Using check_log to Fix Entries
The remote section contains the provider’s values, making it easy to copy the correct data:
# Before (with typo)
title: "Deep Learing for NLP"
# After (corrected from check_log.remote.title)
title: "Deep Learning for NLP"
The external_bibtex section (when available from DBLP) provides a complete BibTeX entry you can use as a reference.
Best Practices
-
Run with
--dry-runfirst to see what would be changed without modifying files -
Refcheck by project to focus on specific reference sets:
bun run cli -- refcheck shared-references --dry-run -
Use
--forcesparingly - only re-check when you’ve made corrections or want fresh data -
Review mismatches carefully - not all differences are errors:
- Venue names vary (abbreviations vs full names)

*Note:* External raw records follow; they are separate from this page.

#[cfg(test)]
mod tests {
    use super::*;
    use chrono::Duration;

    fn account(byte: u8) -> AccountId {
        AccountId::from_bytes([byte; 20])
    }

    fn setup(balance: Decimal) -> (DistributionEngine, TreasuryVault, ComplianceLedger) {
        let engine = DistributionEngine::new();
        let mut vault = TreasuryVault::new("USDC");
        if balance > Decimal::ZERO {
            vault.deposit(balance).unwrap();
        }
        let compliance = ComplianceLedger::new(vec![account(50)]);
        (engine, vault, compliance)
    }

    #[test]
    fn time_based_executes_once_per_interval() {
        let (mut engine, mut vault, mut compliance) = setup(Decimal::new(1_000, 0));
        let now = Utc::now();
        let id = engine
            .create_time_based(account(1), Decimal::new(100, 0), 3_600, None, 0, 0)
            .unwrap();

        // Never executed: due immediately.
        let executed = engine
            .execute_distribution_rules(&mut vault, &mut compliance, &[id], account(9), now)
            .unwrap();
        assert_eq!(executed, 1);
        assert_eq!(vault.balance(), Decimal::new(900, 0));

        // Interval not elapsed: skipped.
        let executed = engine
            .execute_distribution_rules(
                &mut vault,
                &mut compliance,
                &[id],
                account(9),
                now + Duration::seconds(1_800),
            )
            .unwrap();
        assert_eq!(executed, 0);

        let executed = engine
            .execute_distribution_rules(
                &mut vault,
                &mut compliance,
                &[id],
                account(9),
                now + Duration::seconds(3_600),
            )
            .unwrap();
        assert_eq!(executed, 1);
        assert_eq!(vault.balance(), Decimal::new(800, 0));
    }

    #[test]
    fn balance_condition_triggers_on_comparator() {
        let (mut engine, mut vault, mut compliance) = setup(Decimal::new(400, 0));
        let now = Utc::now();
        let id = engine
            .create_balance_condition(
                account(1),
                Decimal::new(50, 0),
                Comparator::Ge,
                Decimal::new(500, 0),
                None,
                0,
                0,
            )
            .unwrap();

        let executed = engine
            .execute_distribution_rules(&mut vault, &mut compliance, &[id], account(9), now)
            .unwrap();
        assert_eq!(executed, 0, "condition not met at 400");

        vault.deposit(Decimal::new(100, 0)).unwrap();
        let executed = engine
            .execute_distribution_rules(&mut vault, &mut compliance, &[id], account(9), now)
            .unwrap();
        assert_eq!(executed, 1);
        assert_eq!(vault.balance(), Decimal::new(450, 0));
    }

    #[test]
    fn percentage_based_draws_share_of_current_balance() {
        let (mut engine, mut vault, mut compliance) = setup(Decimal::new(2_000, 0));
        let now = Utc::now();
        let id = engine
            .create_percentage_based(account(1), 2_500, None, 0, 0)
            .unwrap();

        engine
            .execute_distribution_rules(&mut vault, &mut compliance, &[id], account(9), now)
            .unwrap();
        assert_eq!(vault.balance(), Decimal::new(1_500, 0));
        assert_eq!(
            engine.get(id).unwrap().distributed_total,
            Decimal::new(500, 0)
        );
    }

    #[test]
    fn batch_writes_one_record_per_recipient_sharing_rule_id() {
        let (mut engine, mut vault, mut compliance) = setup(Decimal::new(1_000, 0));
        let now = Utc::now();
        let id = engine
            .create_batch(
                vec![account(1), account(2), account(3)],
                BatchAmounts::Fixed(vec![
                    Decimal::new(100, 0),
                    Decimal::new(200, 0),
                    Decimal::new(300, 0),
                ]),
                None,
                0,
                0,
            )
            .unwrap();

        let executed = engine
            .execute_distribution_rules(&mut vault, &mut compliance, &[id], account(9), now)
            .unwrap();
        assert_eq!(executed, 1, "one rule executed, three movements");
        assert_eq!(vault.balance(), Decimal::new(400, 0));

        let records = compliance.records_for_rule(id);
        assert_eq!(records.len(), 3);
        assert!(records.iter().all(|r| r.rule_id == Some(id)));
        assert!(records
            .iter()
            .all(|r| r.source == TransactionSource::DistributionRule));
        // All three records share the internal ref of this execution.
        assert!(records.iter().all(|r| r.internal_ref == records[0].internal_ref));
        assert_eq!(
            engine.get(id).unwrap().distributed_total,
            Decimal::new(600, 0)
        );
    }

    #[test]
    fn batch_shares_pay_out_of_one_balance_snapshot() {
        let (mut engine, mut vault, mut compliance) = setup(Decimal::new(1_000, 0));
        let now = Utc::now();
        let id = engine
            .create_batch(
                vec![account(1), account(2)],
                BatchAmounts::Shares(vec![5_000, 5_000]),
                None,
                0,
                0,
            )
            .unwrap();

        engine
            .execute_distribution_rules(&mut vault, &mut compliance, &[id], account(9), now)
            .unwrap();
        // Both shares are computed against the same pre-debit balance.
        let records = compliance.records_for_rule(id);
        assert_eq!(records[0].amount, Decimal::new(500, 0));
        assert_eq!(records[1].amount, Decimal::new(500, 0));
        assert_eq!(vault.balance(), Decimal::ZERO);
    }

    #[test]
    fn batch_insufficient_balance_skips_whole_rule() {
        let (mut engine, mut vault, mut compliance) = setup(Decimal::new(500, 0));
        let now = Utc::now();
        let id = engine
            .create_batch(
                vec![account(1), account(2)],
                BatchAmounts::Fixed(vec![Decimal::new(300, 0), Decimal::new(300, 0)]),
                None,
                0,
                0,
            )
            .unwrap();

        let executed = engine
            .execute_distribution_rules(&mut vault, &mut compliance, &[id], account(9), now)
            .unwrap();
        assert_eq!(executed, 0);
        assert_eq!(vault.balance(), Decimal::new(500, 0));
        assert!(compliance.is_empty(), "no partial payouts");
    }

    #[test]
    fn cap_skips_whole_execution_instead_of_clamping() {
        let (mut engine, mut vault, mut compliance) = setup(Decimal::new(1_000, 0));
        let now = Utc::now();
        let id = engine
            .create_time_based(
                account(1),
                Decimal::new(400, 0),
                1,
                Some(Decimal::new(500, 0)),
                0,
                0,
            )
            .unwrap();

        engine
            .execute_distribution_rules(&mut vault, &mut compliance, &[id], account(9), now)
            .unwrap();
        assert_eq!(
            engine.get(id).unwrap().distributed_total,
            Decimal::new(400, 0)
        );

        // A second 400 would exceed the 500 cap: skipped whole, not
        // clamped to 100.
        let executed = engine
            .execute_distribution_rules(
                &mut vault,
                &mut compliance,
                &[id],
                account(9),
                now + Duration::seconds(2),
            )
            .unwrap();
        assert_eq!(executed, 0);
        assert_eq!(
            engine.get(id).unwrap().distributed_total,
            Decimal::new(400, 0)
        );
        assert_eq!(vault.balance(), Decimal::new(600, 0));
    }

    #[test]
    fn cooldown_applies_across_kinds() {
        let (mut engine, mut vault, mut compliance) = setup(Decimal::new(1_000, 0));
        let now = Utc::now();
        let id = engine
            .create_percentage_based(account(1), 1_000, None, 0, 600)
            .unwrap();

        engine
            .execute_distribution_rules(&mut vault, &mut compliance, &[id], account(9), now)
            .unwrap();
        let executed = engine
            .execute_distribution_rules(
                &mut vault,
                &mut compliance,
                &[id],
                account(9),
                now + Duration::seconds(599),
            )
            .unwrap();
        assert_eq!(executed, 0);
        let executed = engine
            .execute_distribution_rules(
                &mut vault,
                &mut compliance,
                &[id],
                account(9),
                now + Duration::seconds(600),
            )
            .unwrap();
        assert_eq!(executed, 1);
    }

    #[test]
    fn priority_order_and_balance_reread_across_rules() {
        let (mut engine, mut vault, mut compliance) = setup(Decimal::new(1_000, 0));
        let now = Utc::now();
        // Priorities [5, 1, 3] → execution order 5, 3, 1.
        let p5 = engine
            .create_percentage_based(account(1), 5_000, None, 5, 0)
            .unwrap();
        let p1 = engine
            .create_percentage_based(account(2), 5_000, None, 1, 0)
            .unwrap();
        let p3 = engine
            .create_percentage_based(account(3), 5_000, None, 3, 0)
            .unwrap();

        let order = engine.eligible_rules(vault.balance(), now);
        assert_eq!(order, vec![p5, p3, p1]);

        let executed = engine
            .execute_all_eligible(&mut vault, &mut compliance, account(9), now)
            .unwrap();
        assert_eq!(executed, 3);
        // 1000 → 500 → 250 → 125: each step saw the previous step's debit.
        assert_eq!(
            engine.get(p5).unwrap().distributed_total,
            Decimal::new(500, 0)
        );
        assert_eq!(
            engine.get(p3).unwrap().distributed_total,
            Decimal::new(250, 0)
        );
        assert_eq!(
            engine.get(p1).unwrap().distributed_total,
            Decimal::new(125, 0)
        );
        assert_eq!(vault.balance(), Decimal::new(125, 0));
    }

    #[test]
    fn unknown_ids_and_oversized_batches() {
        let (_, mut vault, mut compliance) = setup(Decimal::new(1_000, 0));
        let mut engine = DistributionEngine::with_limits(10, 2);
        let now = Utc::now();

        let executed = engine
            .execute_distribution_rules(
                &mut vault,
                &mut compliance,
                &[RuleId(1), RuleId(2)],
                account(9),
                now,
            )
            .unwrap();
        assert_eq!(executed, 0, "unknown ids are silent skips");

        let err = engine
            .execute_distribution_rules(
                &mut vault,
                &mut compliance,
                &[RuleId(1), RuleId(2), RuleId(3)],
                account(9),
                now,
            )
            .unwrap_err();
        assert!(matches!(err, TreasuryError::BatchTooLarge { .. }));
    }

    #[test]
    fn deactivated_rule_is_skipped_and_preserved() {
        let (mut engine, mut vault, mut compliance) = setup(Decimal::new(1_000, 0));
        let now = Utc::now();
        let id = engine
            .create_percentage_based(account(1), 1_000, None, 0, 0)
            .unwrap();
        engine
            .execute_distribution_rules(&mut vault, &mut compliance, &[id], account(9), now)
            .unwrap();
        engine.set_active(id, false).unwrap();

        let executed = engine
            .execute_distribution_rules(&mut vault, &mut compliance, &[id], account(9), now)
            .unwrap();
        assert_eq!(executed, 0);

        // History survives deactivation.
        let rule = engine.get(id).unwrap();
        assert!(!rule.active);
        assert_eq!(rule.distributed_total, Decimal::new(100, 0));
        assert_eq!(engine.len(), 1);
    }
}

- Author middle names may differ
- Year might be publication vs online date
-
Trust but verify - external APIs aren’t perfect:
- DBLP focuses on CS, may not have other disciplines
- OpenAlex has broader coverage but may have less accurate metadata
Troubleshooting
No bibtex entries found to refcheck
Entries must have type: bibtex_entry in their frontmatter to be checked.
”Paper not found”
Refcheck uses DOI (if available) or title to search. If neither produces a match:
- Verify the DOI is correct
- Try a different provider
- The paper may not be in the database
Rate Limiting
Refcheck includes automatic rate limiting (250ms between API calls) to avoid overloading providers. For large batches, use --limit to refcheck in smaller groups, or use --skip/--start-from to resume interrupted runs.
Re-checking and Staleness
How Re-checking Works
By default, the refcheck command skips entries that already have a check_log. This prevents unnecessary API calls and preserves your verification history.
To re-check entries:
# Re-check all entries, overwriting existing check_log
bun run cli -- refcheck --force
# Re-check a specific file
bun run cli -- refcheck --file references/smith-2024.md --force
When to Re-check
Re-check entries when:
- You’ve corrected metadata (fixed a typo, added DOI)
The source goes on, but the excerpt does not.